5月7日にはプロランナーのドリュー・ハンターが2マイルT.Tを行い、同時に医療従事者への寄付を募った。彼は昨年のドーハ世界選手権男子5000mの全米代表の出場権を持っていたが、故障によりその権利を放棄。今回、実家のあるヴァージニア州で家族に見守られ、10ヶ月ぶりの復帰戦を走り終えた。

ハンターがこのT.Tで得たものは、良い記録よりも「痛みなく走れることがどれほど幸せであるかを感じられた」ことだった。

高校生のトップ選手でもこういったT.Tで好記録に挑戦する選手が現れ、その様子は地元のメディアでも報じられた。大会がないながらも、好記録に挑むことで、公認記録にはならないものの、現時点でどれだけの競技力があるかをアピールするにはとても良い機会である。

5月19日にはアメリカの高校生のBrynn Brownが3200mT.Tを9:39.67で走った。これは、女子3200mのパフォーマンスとしては全米高校歴代2位に相当(3000m8:59に相当)する好記録であった。

こうやってT.Tの映像に残しておくことでその選手の価値を高めること、そしてその選手の自信に繋がることはとても重要なことである。


無観客試合と投げ銭システム

再開されたブンデスリーガの無観客試合については冒頭でも触れたが、陸上競技会やロードレースが再開されるにあたり無観客試合という前提は、COVID-19のワクチンが普及するまでは避けて通れないことかもしれない。

そんな最中で陸上競技の最高峰リーグであるダイアモンドリーグは、COVID-19の影響で延期された新しい大会スケジュールを発表した。

これらすべてが無観客大会なのかは現時点では不明である(パリ大会は仮決定、ユージン大会は10月4日の使用許可が抑えられてないと報道された)。

ラバト大会、ロンドン大会、そして最終戦として最高の賞金額が設定されていたチューリヒ大会は中止になってしまったが、ここに記載のないオスロ大会は独自の運営方針で開催。
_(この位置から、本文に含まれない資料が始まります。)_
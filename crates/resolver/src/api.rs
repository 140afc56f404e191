//! Trait seam over the upstream API client.
//!
//! The resolver talks to the SocialDown API exclusively through this trait so
//! orchestrator tests can substitute a mock and count calls.

use async_trait::async_trait;
use socialdown::{
    FacebookResponse, InstagramResponse, MediaFireResponse, PinterestResponse, SocialdownClient,
    SocialdownError, SpotifyResponse, TikTokResponse, XResponse, YouTubeResponse, YtFormat,
};

/// One method per upstream endpoint.
#[async_trait]
pub trait MediaApi: Send + Sync {
    async fn instagram(&self, url: &str) -> Result<InstagramResponse, SocialdownError>;
    async fn facebook(&self, url: &str) -> Result<FacebookResponse, SocialdownError>;
    async fn spotify(&self, url: &str) -> Result<SpotifyResponse, SocialdownError>;
    async fn tiktok(&self, url: &str) -> Result<TikTokResponse, SocialdownError>;
    async fn x(&self, url: &str) -> Result<XResponse, SocialdownError>;
    async fn youtube(&self, url: &str, format: YtFormat)
        -> Result<YouTubeResponse, SocialdownError>;
    async fn mediafire(&self, url: &str) -> Result<MediaFireResponse, SocialdownError>;
    async fn pinterest(&self, url: &str) -> Result<PinterestResponse, SocialdownError>;
}

#[async_trait]
impl MediaApi for SocialdownClient {
    async fn instagram(&self, url: &str) -> Result<InstagramResponse, SocialdownError> {
        self.fetch_instagram(url).await
    }

    async fn facebook(&self, url: &str) -> Result<FacebookResponse, SocialdownError> {
        self.fetch_facebook(url).await
    }

    async fn spotify(&self, url: &str) -> Result<SpotifyResponse, SocialdownError> {
        self.fetch_spotify(url).await
    }

    async fn tiktok(&self, url: &str) -> Result<TikTokResponse, SocialdownError> {
        self.fetch_tiktok(url).await
    }

    async fn x(&self, url: &str) -> Result<XResponse, SocialdownError> {
        self.fetch_x(url).await
    }

    async fn youtube(
        &self,
        url: &str,
        format: YtFormat,
    ) -> Result<YouTubeResponse, SocialdownError> {
        self.fetch_youtube(url, format).await
    }

    async fn mediafire(&self, url: &str) -> Result<MediaFireResponse, SocialdownError> {
        self.fetch_mediafire(url).await
    }

    async fn pinterest(&self, url: &str) -> Result<PinterestResponse, SocialdownError> {
        self.fetch_pinterest(url).await
    }
}
#[cfg(test)]
mod tests {
    use socialdown::{
        FacebookResponse, InstagramResponse, MediaFireResponse, PinterestMedia, PinterestResponse,
        SpotifyResponse, TikTokEntry, TikTokLink, TikTokResponse, XMedia, XResponse, YouTubeEntry,
        YouTubeResponse,
    };

    use super::*;

    fn youtube_ok(title: &str, url: Option<&str>, size: Option<&str>) -> YouTubeResponse {
        YouTubeResponse {
            success: true,
            data: Some(vec![YouTubeEntry {
                title: Some(title.to_string()),
                download_url: url.map(String::from),
                file_size: size.map(String::from),
                format: None,
            }]),
            error: None,
        }
    }

    fn youtube_failed(error: Option<&str>) -> YouTubeResponse {
        YouTubeResponse {
            success: false,
            data: None,
            error: error.map(String::from),
        }
    }

    #[test]
    fn test_instagram_maps_each_url() {
        let data = InstagramResponse {
            success: true,
            urls: Some(vec!["https://a".into(), "https://b".into()]),
            error: None,
        };
        let result = instagram(&data).unwrap();
        assert!(result.success);
        assert_eq!(result.platform, "Instagram");
        assert_eq!(result.title.as_deref(), Some("Instagram Post"));
        assert_eq!(result.downloads.len(), 2);
        assert_eq!(result.downloads[0].label, "Download Media 1");
        assert_eq!(result.downloads[1].label, "Download Media 2");
        assert_eq!(result.downloads[0].download_type, DownloadType::Video);
    }

    #[test]
    fn test_instagram_empty_urls_fails() {
        let data = InstagramResponse {
            success: true,
            urls: Some(vec![]),
            error: None,
        };
        let err = instagram(&data).unwrap_err();
        assert_eq!(err.to_string(), "No media found");
    }

    #[test]
    fn test_instagram_uses_provider_error() {
        let data = InstagramResponse {
            success: false,
            urls: None,
            error: Some("Post is private".into()),
        };
        let err = instagram(&data).unwrap_err();
        assert_eq!(err.to_string(), "Post is private");
    }

    #[test]
    fn test_facebook_hd_and_audio_ordering() {
        let data = FacebookResponse {
            success: true,
            hd: Some("https://hd".into()),
            sd: None,
            audio: Some("https://audio".into()),
            error: None,
        };
        let result = facebook(&data).unwrap();
        assert_eq!(result.downloads.len(), 2);
        assert_eq!(result.downloads[0].label, "HD Video");
        assert_eq!(result.downloads[0].download_type, DownloadType::Video);
        assert_eq!(result.downloads[0].quality.as_deref(), Some("HD"));
        assert_eq!(result.downloads[1].label, "Audio Only");
        assert_eq!(result.downloads[1].download_type, DownloadType::Audio);
        assert_eq!(result.downloads[1].quality, None);
    }

    #[test]
    fn test_facebook_no_variants_fails() {
        let data = FacebookResponse {
            success: true,
            hd: None,
            sd: None,
            audio: None,
            error: None,
        };
        let err = facebook(&data).unwrap_err();
        assert_eq!(err.to_string(), "No download links returned");
    }

    #[test]
    fn test_spotify_metadata() {
        let data = SpotifyResponse {
            success: true,
            download_url: Some("https://mp3".into()),
            name: Some("Track".into()),
            artists: Some(vec!["A".into(), "B".into()]),
            image: Some("https://img".into()),
            error: None,
        };
        let result = spotify(&data).unwrap();
        assert_eq!(result.title.as_deref(), Some("Track"));
        assert_eq!(result.author.as_deref(), Some("A, B"));
        assert_eq!(result.thumbnail.as_deref(), Some("https://img"));
        assert_eq!(result.downloads.len(), 1);
        assert_eq!(result.downloads[0].label, "Download MP3");
        assert_eq!(result.downloads[0].download_type, DownloadType::Audio);
    }

    #[test]
    fn test_spotify_missing_download_url_fails() {
        let data = SpotifyResponse {
            success: true,
            ..Default::default()
        };
        assert_eq!(spotify(&data).unwrap_err().to_string(), "No track found");
    }

    #[test]
    fn test_tiktok_link_labels() {
        let data = TikTokResponse {
            success: true,
            data: Some(vec![TikTokEntry {
                title: None,
                thumbnail: Some("https://thumb".into()),
                download_links: Some(vec![
                    TikTokLink {
                        link: "https://1".into(),
                        text: Some("No Watermark".into()),
                    },
                    TikTokLink {
                        link: "https://2".into(),
                        text: None,
                    },
                ]),
            }]),
            error: None,
        };
        let result = tiktok(&data).unwrap();
        assert_eq!(result.title.as_deref(), Some("TikTok Video"));
        assert_eq!(result.thumbnail.as_deref(), Some("https://thumb"));
        assert_eq!(result.downloads[0].label, "No Watermark");
        assert_eq!(result.downloads[1].label, "Download");
    }

    #[test]
    fn test_tiktok_entry_without_links_fails() {
        let data = TikTokResponse {
            success: true,
            data: Some(vec![TikTokEntry::default()]),
            error: None,
        };
        let err = tiktok(&data).unwrap_err();
        assert_eq!(err.to_string(), "No download links found");
    }

    #[test]
    fn test_x_labels_and_type_fallback() {
        let data = XResponse {
            success: true,
            found: true,
            media: Some(vec![
                XMedia {
                    url: "https://v".into(),
                    media_type: "video".into(),
                },
                XMedia {
                    url: "https://g".into(),
                    media_type: "gif".into(),
                },
            ]),
            author_name: None,
            error: None,
        };
        let result = x(&data).unwrap();
        assert_eq!(result.platform, "X (Twitter)");
        assert_eq!(result.title.as_deref(), Some("Post by User"));
        assert_eq!(result.downloads[0].label, "Download video 1");
        assert_eq!(result.downloads[0].download_type, DownloadType::Video);
        assert_eq!(result.downloads[1].label, "Download gif 2");
        assert_eq!(result.downloads[1].download_type, DownloadType::File);
    }

    #[test]
    fn test_x_not_found_fails() {
        let data = XResponse {
            success: true,
            found: false,
            media: Some(vec![]),
            author_name: None,
            error: None,
        };
        assert_eq!(x(&data).unwrap_err().to_string(), "Tweet not found");
    }

    #[test]
    fn test_mediafire_size_in_label() {
        let data = MediaFireResponse {
            success: true,
            download: Some("https://file".into()),
            name: Some("archive.zip".into()),
            size: Some("10 MB".into()),
            error: None,
        };
        let result = mediafire(&data).unwrap();
        assert_eq!(result.title.as_deref(), Some("archive.zip"));
        assert_eq!(result.downloads[0].label, "Download File (10 MB)");
        assert_eq!(result.downloads[0].download_type, DownloadType::File);

        let without_size = MediaFireResponse {
            size: None,
            ..data
        };
        let result = mediafire(&without_size).unwrap();
        assert_eq!(result.downloads[0].label, "Download File (Unknown)");
    }

    #[test]
    fn test_pinterest_extension_selects_type() {
        let data = PinterestResponse {
            source: Some("pinterest".into()),
            title: Some("Pin".into()),
            medias: Some(vec![
                PinterestMedia {
                    url: "https://v".into(),
                    quality: "720p".into(),
                    extension: "mp4".into(),
                    formatted_size: Some("4.2 MB".into()),
                },
                PinterestMedia {
                    url: "https://i".into(),
                    quality: "originals".into(),
                    extension: "jpg".into(),
                    formatted_size: None,
                },
            ]),
            error: None,
        };
        let result = pinterest(&data).unwrap();
        assert_eq!(result.downloads[0].label, "Download 720p (mp4)");
        assert_eq!(result.downloads[0].download_type, DownloadType::Video);
        assert_eq!(result.downloads[0].size.as_deref(), Some("4.2 MB"));
        assert_eq!(result.downloads[1].label, "Download originals (jpg)");
        assert_eq!(result.downloads[1].download_type, DownloadType::Image);
    }

    #[test]
    fn test_pinterest_wrong_source_fails() {
        let data = PinterestResponse {
            source: Some("other".into()),
            medias: Some(vec![]),
            ..Default::default()
        };
        assert_eq!(pinterest(&data).unwrap_err().to_string(), "Pin not found");
    }

    #[test]
    fn test_youtube_both_legs_valid() {
        let mp4 = youtube_ok("Video", Some("https://v.mp4"), Some("120 MB"));
        let mp3 = youtube_ok("Video", Some("https://a.mp3"), None);
        let result = youtube_merged(Some(&mp4), Some(&mp3)).unwrap();
        assert!(result.success);
        assert_eq!(result.title.as_deref(), Some("Video"));
        assert_eq!(result.downloads.len(), 2);
        assert_eq!(result.downloads[0].label, "Download Video (MP4) (120 MB)");
        assert_eq!(result.downloads[0].download_type, DownloadType::Video);
        assert_eq!(result.downloads[1].label, "Download Audio (MP3)");
        assert_eq!(result.downloads[1].download_type, DownloadType::Audio);
    }

    #[test]
    fn test_youtube_mp3_only() {
        let mp3 = youtube_ok("Audio Title", Some("https://a.mp3"), None);
        let result = youtube_merged(None, Some(&mp3)).unwrap();
        assert!(result.success);
        assert_eq!(result.title.as_deref(), Some("Audio Title"));
        assert_eq!(result.downloads.len(), 1);
        assert_eq!(result.downloads[0].label, "Download Audio (MP3)");
    }

    #[test]
    fn test_youtube_error_fallback_chain() {
        let mp4 = youtube_failed(Some("mp4 broke"));
        let mp3 = youtube_failed(Some("mp3 broke"));
        let err = youtube_merged(Some(&mp4), Some(&mp3)).unwrap_err();
        assert_eq!(err.to_string(), "mp4 broke");

        let err = youtube_merged(None, Some(&youtube_failed(Some("mp3 broke")))).unwrap_err();
        assert_eq!(err.to_string(), "mp3 broke");

        let err = youtube_merged(None, None).unwrap_err();
        assert_eq!(err.to_string(), "Video not found");
    }

    #[test]
    fn test_youtube_valid_leg_without_url_yields_no_link() {
        let mp4 = youtube_ok("Video", None, None);
        let result = youtube_merged(Some(&mp4), None).unwrap();
        assert!(result.success);
        assert!(result.downloads.is_empty());
        assert_eq!(result.title.as_deref(), Some("Video"));
    }

    #[test]
    fn test_transformers_are_idempotent() {
        let data = FacebookResponse {
            success: true,
            hd: Some("https://hd".into()),
            sd: Some("https://sd".into()),
            audio: None,
            error: None,
        };
        assert_eq!(facebook(&data).unwrap(), facebook(&data).unwrap());
    }
}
北欧最大級の競技会として有名なオスロのビスレットゲームズは、今年はインポッシブルゲームズと大会名称を変更して、無観客での縮小開催を計画。

毎年、北米やアフリカ、オセアニア、アジアといった大陸を越えてビスレットゲームズに参加する選手もいるが、今年は自国ノルウェーのトップ選手や地理的に近い欧州の選手たちを中心とした競技に舵を切った。

そこには自国のスター選手、K. ワルホルムによる300mHの世界最高記録の挑戦やインゲブリクトセン兄弟による2000m以上のレース(まだ詳細未決定)、女子3000mのノルウェー記録への挑戦、男子棒高跳びの好記録への挑戦と名カードが多いが、もちろんエキシビジョン的な要素もある。
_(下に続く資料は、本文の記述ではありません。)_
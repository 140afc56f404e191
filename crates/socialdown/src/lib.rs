mod client;
mod error;
mod facebook;
mod instagram;
mod mediafire;
pub mod models;
mod pinterest;
mod spotify;
mod tiktok;
mod x;
mod youtube;

pub use client::SocialdownClient;
pub use error::SocialdownError;
pub use models::{
    FacebookResponse, InstagramResponse, MediaFireResponse, PinterestMedia, PinterestResponse,
    SpotifyResponse, TikTokEntry, TikTokLink, TikTokResponse, XMedia, XResponse, YouTubeEntry,
    YouTubeResponse, YtFormat,
};

pub type Result<T> = std::result::Result<T, SocialdownError>;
このようになんとか無観客での縮小開催ながらも、そこに話題性をどのようにして持たせるかは主催者が頭を悩ませるところである。

先日報道されたJリーグへの投げ銭システムの導入(まだ本決定ではないにしても)といった要素をもし大きな陸上競技会に落とし込むことができれば、今後開催が予想される無観客の陸上競技会にとって大きな変革になるかもしれないし、そのライブ配信は需要がさらに増えるだろう。
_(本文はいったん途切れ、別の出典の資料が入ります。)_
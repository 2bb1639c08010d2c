//! Connection Registry
//!
//! Authenticates duplex clients against the registration store and tracks which
//! live connection currently occupies each duplex slot.

use std::sync::Arc;

use dashmap::DashMap;
use tokio::sync::mpsc;
use tracing::{debug, warn};
use uuid::Uuid;

use super::protocol::InboundMessage;
use crate::correlation::CorrelationHub;
use crate::error::RelayError;
use crate::observability::redact;
use crate::store::RegistrationStore;

/// Identifies one duplex slot: a bot id and the slot's position in its registration.
#[derive(Debug, Clone, PartialEq, Eq, Hash)]
pub struct SlotKey {
    pub bot_id: String,
    pub index: usize,
}

/// Send side of an attached duplex connection.
#[derive(Debug, Clone)]
pub struct LiveConnection {
    /// Unique per accepted connection.
    pub id: Uuid,
    /// Peer address, for logging.
    pub ip: String,
    tx: mpsc::UnboundedSender<String>,
}

impl LiveConnection {
    /// Wrap the sender feeding a connection's write task.
    #[must_use]
    pub fn new(ip: impl Into<String>, tx: mpsc::UnboundedSender<String>) -> Self {
        Self {
            id: Uuid::now_v7(),
            ip: ip.into(),
            tx,
        }
    }

    /// Queue a text frame. Returns `false` once the write task has stopped.
    pub fn send(&self, text: String) -> bool {
        self.tx.send(text).is_ok()
    }
}

/// Live connection state for every duplex slot.
pub struct ConnectionRegistry {
    store: Arc<dyn RegistrationStore>,
    hub: Arc<CorrelationHub>,
    live: DashMap<SlotKey, LiveConnection>,
}

impl ConnectionRegistry {
    #[must_use]
    pub fn new(store: Arc<dyn RegistrationStore>, hub: Arc<CorrelationHub>) -> Self {
        Self {
            store,
            hub,
            live: DashMap::new(),
        }
    }

    #[must_use]
    pub const fn hub(&self) -> &Arc<CorrelationHub> {
        &self.hub
    }

    /// Find the slot a connecting client may claim.
    ///
    /// The first slot of the bot whose shared secret matches wins.
    pub fn authenticate(
        &self,
        bot_id: Option<&str>,
        secret: Option<&str>,
    ) -> Result<SlotKey, RelayError> {
        let (Some(bot_id), Some(secret)) = (
            bot_id.filter(|s| !s.is_empty()),
            secret.filter(|s| !s.is_empty()),
        ) else {
            return Err(RelayError::Auth(
                "missing x-bot-appid or authorization header".into(),
            ));
        };

        let registration = self
            .store
            .registration(bot_id)
            .ok_or_else(|| RelayError::RegistrationMissing(bot_id.to_owned()))?;

        registration
            .duplex_slots
            .iter()
            .position(|slot| slot.bot_id == bot_id && secrets_match(&slot.shared_secret, secret))
            .map(|index| SlotKey {
                bot_id: bot_id.to_owned(),
                index,
            })
            .ok_or_else(|| {
                RelayError::RegistrationMissing(format!(
                    "{bot_id}: no duplex slot matches token {}",
                    redact(secret)
                ))
            })
    }

    /// Bind a live connection to a slot, replacing any previous occupant.
    pub fn attach(&self, slot: SlotKey, connection: LiveConnection) {
        let id = connection.id;
        if let Some(previous) = self.live.insert(slot.clone(), connection) {
            warn!(
                bot_id = %slot.bot_id,
                slot = slot.index,
                previous = %previous.id,
                current = %id,
                "Duplex slot taken over by a new connection"
            );
        }
    }

    /// Clear a slot, but only if `connection_id` still occupies it.
    pub fn detach(&self, slot: &SlotKey, connection_id: Uuid) -> bool {
        self.live
            .remove_if(slot, |_, current| current.id == connection_id)
            .is_some()
    }

    /// The connection occupying a slot, if any.
    #[must_use]
    pub fn connection(&self, slot: &SlotKey) -> Option<LiveConnection> {
        self.live.get(slot).map(|entry| entry.value().clone())
    }

    /// Every occupied slot of a bot, in registration order.
    #[must_use]
    pub fn live_connections(&self, bot_id: &str) -> Vec<(SlotKey, LiveConnection)> {
        let Some(registration) = self.store.registration(bot_id) else {
            return Vec::new();
        };

        (0..registration.duplex_slots.len())
            .filter_map(|index| {
                let slot = SlotKey {
                    bot_id: bot_id.to_owned(),
                    index,
                };
                self.connection(&slot).map(|connection| (slot, connection))
            })
            .collect()
    }

    /// Total number of attached connections.
    #[must_use]
    pub fn live_count(&self) -> usize {
        self.live.len()
    }

    /// Route a text frame received on connection `from`.
    ///
    /// Only frames carrying a correlation id reach the hub, and they settle
    /// only calls that were sent on the same connection.
    pub fn route_inbound(&self, from: Uuid, text: &str) -> bool {
        match InboundMessage::decode_reply(text) {
            Some((id, data)) => self.hub.resolve(id, from, data),
            None => {
                debug!("Ignoring duplex frame without correlation id");
                false
            }
        }
    }
}

/// Compare secrets without short-circuiting on the first differing byte.
fn secrets_match(expected: &str, presented: &str) -> bool {
    expected.len() == presented.len()
        && expected
            .as_bytes()
            .iter()
            .zip(presented.as_bytes())
            .fold(0u8, |acc, (a, b)| acc | (a ^ b))
            == 0
}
もちろん、選手のパフォーマンスに拍手を送りたい人は、投げ銭をするかもしれないし、クラブのDJイベントやキャバ嬢が投げ銭で超高額(億レベル)を稼ぐ現実を見ると、とても可能性のある収益モデルであると感じる。

もちろん、投げ銭の使い道を明記してその透明性をハッキリさせることが大切である。

クラウドファンディングではあったが、2019年に福井で行われたアスリートナイトゲームズ in 福井 - FUKUI 9.98CUP(素晴らしい大会だった)の大会運営費の一部が、そうやって集められたことを我々は忘れてはいけない。

ソーシャルディスタンスを確保しながらのロードレース開催、バーチャルレース、タイムトライアル、そして無観客大会や投げ銭。

ピンチは新たなチャンスである。